La condition des mots.

Fragonard, le verrou.

Un homme de basse condition, de médiocre extraction, ne peut s’exprimer comme ceux qui le surplombent. Il faut choisir son camp.Ne pas chercher à péter plus haut que son cul. Ne pas mimer qui il n’est pas de génération en génération. D’une façon congénitale. L’aporie d’un langage comme un leg. C’est toujours ainsi. Malgré l’école. Il y a la langue que l’on parle plus ou moins habilement avec les inconnus et celle de tous les jours, une jachère. Même dans une pseudo démocratie. Même quand on nous serine qu’il n’y a plus aujourd’hui de classes. La révolution n’aura été qu’un changement de dorure. La couverture restaurée d’un vieux livre. Tout jours le même. La vieille loi du talion ou du plus fort. Un emballage. L’assurance que possèdent du seul fait d’être nés les bien- nés, si grotesque apparait ce constat, encore et toujours, dans notre époque. Ce qu’implique un langage vaut comme marque de distinction. C’est pourquoi je ne fis jamais d’effort remarquable pour m’exprimer quand je n’avais rien à dire. Et quand j’avais à dire, de le dire le plus directement qu’il m’était possible.

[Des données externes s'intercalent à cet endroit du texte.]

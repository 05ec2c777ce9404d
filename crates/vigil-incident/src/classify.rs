use vigil_domain::Severity;

/// Probe durations above this classify as critical on their own.
const CRITICAL_DURATION_MS: i64 = 30_000;
/// Probe durations above this classify as error on their own.
const ERROR_DURATION_MS: i64 = 10_000;

/// Substrings whose presence makes a failure critical, case-insensitive.
const CRITICAL_PATTERNS: &[&str] = &[
    "panic",
    "fatal",
    "crash",
    "out of memory",
    "stack overflow",
    "database connection failed",
    "authentication failed",
    "authorization failed",
    "service unavailable",
    "circuit breaker",
    "timeout",
    "deadline exceeded",
];

/// Substrings whose presence makes a failure an error, case-insensitive.
const ERROR_PATTERNS: &[&str] = &[
    "error",
    "failed",
    "exception",
    "refused",
    "denied",
    "forbidden",
    "not found",
    "invalid",
    "bad request",
    "unauthorized",
    "connection refused",
];

/// Initial severity of a failure, from its message and probe duration.
///
/// Deliberately simple and auditable: substring matching against a published
/// keyword table plus two duration thresholds. The (message, duration,
/// severity) fixtures below are a compatibility contract; a richer classifier
/// must keep producing the same outputs for them.
pub fn classify(message: &str, duration_ms: i64) -> Severity {
    let lower = message.to_lowercase();

    if duration_ms > CRITICAL_DURATION_MS || CRITICAL_PATTERNS.iter().any(|p| lower.contains(p)) {
        return Severity::Critical;
    }
    if duration_ms > ERROR_DURATION_MS || ERROR_PATTERNS.iter().any(|p| lower.contains(p)) {
        return Severity::Error;
    }
    Severity::Warning
}
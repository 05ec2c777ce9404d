pub mod error;
pub mod memory;
pub mod store;

pub use error::StoreError;
pub use memory::{InMemoryLeaseStore, InMemoryStore};
pub use store::{
    probe_budget_ttl, CheckRepository, IncidentFilter, IncidentRepository, IncidentStats,
    LeaseRepository, SchedulerRepository, TaskRepository,
};
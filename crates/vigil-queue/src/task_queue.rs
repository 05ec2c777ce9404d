use std::collections::HashMap;

use async_trait::async_trait;
use chrono::{DateTime, Utc};
use serde::{Deserialize, Serialize};
use serde_json::Value;
use uuid::Uuid;
use vigil_domain::{CheckId, Priority, Task, TaskStatus, TenantId};

use crate::error::QueueError;

/// Routing key the scheduler publishes task descriptors under.
pub const TASK_ROUTING_KEY: &str = "check_tasks";

/// Wire shape of one task descriptor.
///
/// Unknown fields are captured in `extra` and round-trip untouched, so
/// intermediaries can annotate payloads without breaking consumers.
#[derive(Debug, Clone, PartialEq, Serialize, Deserialize)]
pub struct TaskPayload {
    pub id: Uuid,
    pub check_id: String,
    pub tenant_id: String,
    pub scheduled_at: DateTime<Utc>,
    pub priority: Priority,
    #[serde(flatten)]
    pub extra: HashMap<String, Value>,
}

impl From<&Task> for TaskPayload {
    fn from(task: &Task) -> Self {
        TaskPayload {
            id: task.id,
            check_id: task.check_id.to_string(),
            tenant_id: task.tenant_id.to_string(),
            scheduled_at: task.scheduled_at,
            priority: task.priority,
            extra: HashMap::new(),
        }
    }
}

impl TaskPayload {
    pub fn into_task(self) -> Task {
        Task {
            id: self.id,
            check_id: CheckId::new(self.check_id),
            tenant_id: TenantId::new(self.tenant_id),
            scheduled_at: self.scheduled_at,
            priority: self.priority,
            status: TaskStatus::Pending,
        }
    }
}

/// One claimed delivery. The consumer must settle it with
/// [`TaskQueue::ack`] or [`TaskQueue::nack`].
#[derive(Debug, Clone)]
pub struct TaskDelivery {
    pub tag: u64,
    pub payload: TaskPayload,
    /// 1-based delivery attempt. First delivery is 1, first redelivery is 2.
    pub attempt: u32,
}

/// Durable at-least-once work queue for task descriptors.
///
/// Per-check ordering is not required. Unsettled deliveries are redelivered;
/// deliveries nacked past the redelivery cap move to a dead-letter
/// destination with a TTL.
#[async_trait]
pub trait TaskQueue: Send + Sync + 'static {
    /// Publish one task under [`TASK_ROUTING_KEY`]. A successful publish is
    /// the scheduler's serialization point for a firing.
    async fn publish(&self, task: &Task) -> Result<(), QueueError>;

    /// Wait for the next delivery. Returns `None` once the queue is closed
    /// and drained.
    async fn next(&self) -> Result<Option<TaskDelivery>, QueueError>;

    async fn ack(&self, tag: u64) -> Result<(), QueueError>;

    /// Settle negatively. With `requeue` the delivery is retried until the
    /// redelivery cap, after which it is dead-lettered.
    async fn nack(&self, tag: u64, requeue: bool) -> Result<(), QueueError>;
}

Cependant que la plupart du temps, et après mûre réflexion, par révolte pure et simple, je balbutiais, je bégayais, je m’empêtrais consciencieusement dans les mots; créant ainsi des sons boueux, inaudibles; destinés à recreuser l’écart qu’un seul moment d’inadvertance- le fameux « mettez-vous donc à l’aise »- m’avait donné l’illusion de combler.

Comprenez-vous ce foutoir— lui dis-je— pour que de hautes conditions survivent, il leur en faut de basses qu’elles puissent mépriser.

La dame fit mine de comprendre, puis elle agita son éventail comme s’il lui fallait soudain plus d’air. Elle se leva du fauteuil que je lui avais offert dans ma mansarde exiguë.

— Je vous croyais beaucoup plus poète que terroriste— me lança t’elle en franchissant la porte. Et bien sûr, je ne la revis jamais.

Autre version possible.

A ces mots elle se déshabilla, posa un doigt sur mes lèvres et nous repeignîmes, en toute hâte et au goût de l’instant, dans un beau dénuement, la bête à deux dos.

De ce jour je compris que la naissance, bonne ou mauvaise, n’avait que peu d’influence sur nos passions désordonnées. surtout lorsque les circonstances étaient favorables au point précis qu’elles puissent s’exprimer. Non sans un merveilleux soulagement.

Autre version encore

Elle se tenait là dans mon fauteuil, dans ma mansarde, et je la plaçais sur un piédestal qui l’agaçait. Quand va tu m’embrasser idiot me dit-elle soudain et je me mis à bredouiller comme j’ai coutume de le faire quand mon sang-froid m’abandonne. De ce jour je regardais mes mains et ne parvenais plus à compter les occasions que j’avais manquées sottement durant ma vie car je ne possédais comme tout à chacun que dix doigts.